The Natura 2000 network is the centrepiece of biodiversity and conservation policy of the European Union. As such, the network is one of the main vehicles for achieving the 2010 Biodiversity Target. Climate change, however, may have significant negative impacts. The study examined the vulnerability to climate change of some species which is an essential indicator to develop appropriate adaptation measures.

On the basis of existing and projected effects of climate change on biodiversity, the study highlighted that the current direct impact will become more serious in the future and indirect impacts have to be tackled with even greater attention. Both direct and indirect impacts may delay the implementation of biodiversity legislation as they complicate procedures.

The study assessed the impacts on biodiversity of climate change mitigation technologies thought to be the vanguard of the future expansion of EU renewable energy (RE) infrastructure, as well as some promising novel technologies yet to breach the market.

Although impacts were found to be highly case-specific, the authors deduced that, on a per-unit-energy-output basis, hydropower schemes inflict the heaviest impacts on biodiversity with the lowest potential for mitigation. However, it is important to note that unlike other RE technologies, hydroelectric dams can serve multiple functions in addition to electricity production, such as flood control and water provisioning for irrigation, industrial use, and direct human consumption.

Amongst mainstream RE technologies, offshore wind farms were deemed to inflict the lowest impacts on biodiversity and, with adherence to best practice, potentially confer net benefits to biodiversity.
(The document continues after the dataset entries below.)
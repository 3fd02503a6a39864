//! Plain-text format: the document with all markup removed.
//!
//! Links keep their target in parentheses when it differs from the link text, images
//! become their local path. Serialization only.

use crate::error::Result;
use crate::format::Format;
use crate::ir::nodes::{inline_plain_text, DocNode, Document, InlineContent, List};

pub struct TextFormat;

impl Format for TextFormat {
    fn name(&self) -> &str {
        "text"
    }

    fn description(&self) -> &str {
        "Plain text without markup"
    }

    fn file_extensions(&self) -> &[&str] {
        &["txt"]
    }

    fn supports_serialization(&self) -> bool {
        true
    }

    fn serialize(&self, doc: &Document) -> Result<String> {
        let mut out = render_nodes(&doc.children);
        out.push('\n');
        Ok(out)
    }
}

fn render_nodes(nodes: &[DocNode]) -> String {
    nodes
        .iter()
        .map(render_node)
        .filter(|text| !text.is_empty())
        .collect::<Vec<_>>()
        .join("\n\n")
}

fn render_node(node: &DocNode) -> String {
    match node {
        DocNode::Heading(heading) => inline_text(&heading.content),
        DocNode::Paragraph(paragraph) => inline_text(&paragraph.content),
        DocNode::List(list) => {
            let mut lines = Vec::new();
            render_list(list, &mut lines);
            lines.join("\n")
        }
        DocNode::BlockQuote(quote) => render_nodes(&quote.children)
            .lines()
            .map(|line| format!("    {line}"))
            .collect::<Vec<_>>()
            .join("\n"),
        DocNode::CodeBlock(code) => code.content.trim_end_matches('\n').to_string(),
        DocNode::Image(image) if image.alt.is_empty() => image.src.clone(),
        DocNode::Image(image) => format!("{}: {}", image.alt, image.src),
        DocNode::ThematicBreak => "----".to_string(),
        DocNode::Markdown(raw) => raw.content.trim_end().to_string(),
    }
}

fn render_list(list: &List, lines: &mut Vec<String>) {
    let indent = "  ".repeat(list.depth);
    for (index, item) in list.items.iter().enumerate() {
        let marker = if list.ordered {
            format!("{}. ", list.start + index)
        } else {
            "- ".to_string()
        };
        lines.push(format!("{indent}{marker}{}", inline_text(&item.content)));
        for child in &item.children {
            match child {
                DocNode::List(nested) => render_list(nested, lines),
                other => lines.push(format!("{indent}  {}", render_node(other))),
            }
        }
    }
}

fn inline_text(content: &[InlineContent]) -> String {
    let mut out = String::new();
    for inline in content {
        match inline {
            InlineContent::Link { url, content } => {
                let text = inline_plain_text(content);
                if text == *url {
                    out.push_str(&text);
                } else {
                    out.push_str(&format!("{text} ({url})"));
                }
            }
            other => other.push_plain_text(&mut out),
        }
    }
    out
}
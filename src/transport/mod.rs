//! Byte-transport subsystem.
//!
//! # Data Flow
//! ```text
//! Accepted TCP connection
//!     → tcp.rs (raw read/write halves)
//!     → buffer.rs (read-ahead + write coalescing)
//!     → handed to the protocol layer
//!
//! Client side:
//!     protocol writes → transport buffer → Flush() commits one exchange
//!     (tcp.rs writes to the socket; http.rs performs one POST round trip)
//! ```
//!
//! # Design Decisions
//! - Transports move bytes only; structure lives in the protocol layer, so
//!   any protocol runs over any transport.
//! - `flush` is the single commit point: buffering transports perform no peer
//!   I/O anywhere else.
//! - `peek` lets the server loop tell "next request pending" from "client
//!   hung up" between requests without consuming data.

use async_trait::async_trait;

use crate::error::{TransportError, TransportErrorKind};

pub mod buffer;
pub mod http;
pub mod tcp;

pub use buffer::{BufferedTransport, BufferedTransportFactory, MemoryTransport};
pub use http::{FlushHandle, HttpTransport, HttpTransportBuilder};
pub use tcp::{TcpServerTransport, TcpTransport};

/// An ordered byte stream between two endpoints.
///
/// `read` blocks until at least one byte is available or the stream ends; it
/// never returns `Ok(0)` while more data may still arrive. `write` only
/// appends to the transport's output buffer; `flush` commits the buffered
/// bytes as one logical message exchange.
#[async_trait]
pub trait Transport: Send {
    /// Establish the underlying resource.
    async fn open(&mut self) -> Result<(), TransportError>;

    /// Release the underlying resource. Benign on an already-closed instance.
    async fn close(&mut self) -> Result<(), TransportError>;

    /// Read up to `buf.len()` bytes, blocking until at least one is
    /// available. Fails with `EndOfFile` once the stream is exhausted.
    async fn read(&mut self, buf: &mut [u8]) -> Result<usize, TransportError>;

    /// Append bytes to the output buffer without transmitting them.
    async fn write(&mut self, buf: &[u8]) -> Result<(), TransportError>;

    /// Commit the buffered output as a single exchange and reset the buffer.
    async fn flush(&mut self) -> Result<(), TransportError>;

    /// Report whether at least one more byte will be readable, waiting for
    /// data or end-of-stream, without consuming anything.
    async fn peek(&mut self) -> Result<bool, TransportError>;

    fn is_open(&self) -> bool;

    /// Read exactly `buf.len()` bytes, looping over short reads.
    async fn read_exact(&mut self, buf: &mut [u8]) -> Result<(), TransportError> {
        let mut filled = 0;
        while filled < buf.len() {
            let n = self.read(&mut buf[filled..]).await?;
            if n == 0 {
                return Err(TransportError::new(
                    TransportErrorKind::EndOfFile,
                    "stream ended before the requested bytes arrived",
                ));
            }
            filled += n;
        }
        Ok(())
    }
}

/// Wraps an accepted raw transport in the transport actually handed to a
/// protocol (buffering, framing, or nothing at all).
pub trait TransportFactory: Send + Sync {
    fn create(&self, inner: Box<dyn Transport>) -> Box<dyn Transport>;
}

/// Hands the raw transport through unchanged.
pub struct IdentityTransportFactory;

impl TransportFactory for IdentityTransportFactory {
    fn create(&self, inner: Box<dyn Transport>) -> Box<dyn Transport> {
        inner
    }
}

/// The input and output transports for one accepted connection.
pub type ConnectionHalves = (Box<dyn Transport>, Box<dyn Transport>);

/// A listening transport: accepts connections and yields their raw halves.
///
/// `close` called from another task must wake a blocked `accept`, which then
/// fails with kind `Interrupted` so the server loop can tell a deliberate
/// shutdown apart from an accept fault.
#[async_trait]
pub trait ServerTransport: Send + Sync {
    async fn listen(&self) -> Result<(), TransportError>;

    async fn accept(&self) -> Result<ConnectionHalves, TransportError>;

    fn close(&self) -> Result<(), TransportError>;
}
These benefits are attributable to the exclusion of commercial fishing pressure and the ‘artificial reef effect’ of the submerged structures.

Another important consideration made in the report is that there is the risk that as climate change is seen as the overriding environmental concern by the international community, biodiversity-friendly policies and measures could experience reduced implementation and enforcement. On the other hand, the rise of climate change to the top of the political agenda is also an opportunity as it keeps the attention of the international community focused on the need for increased protection of the environment.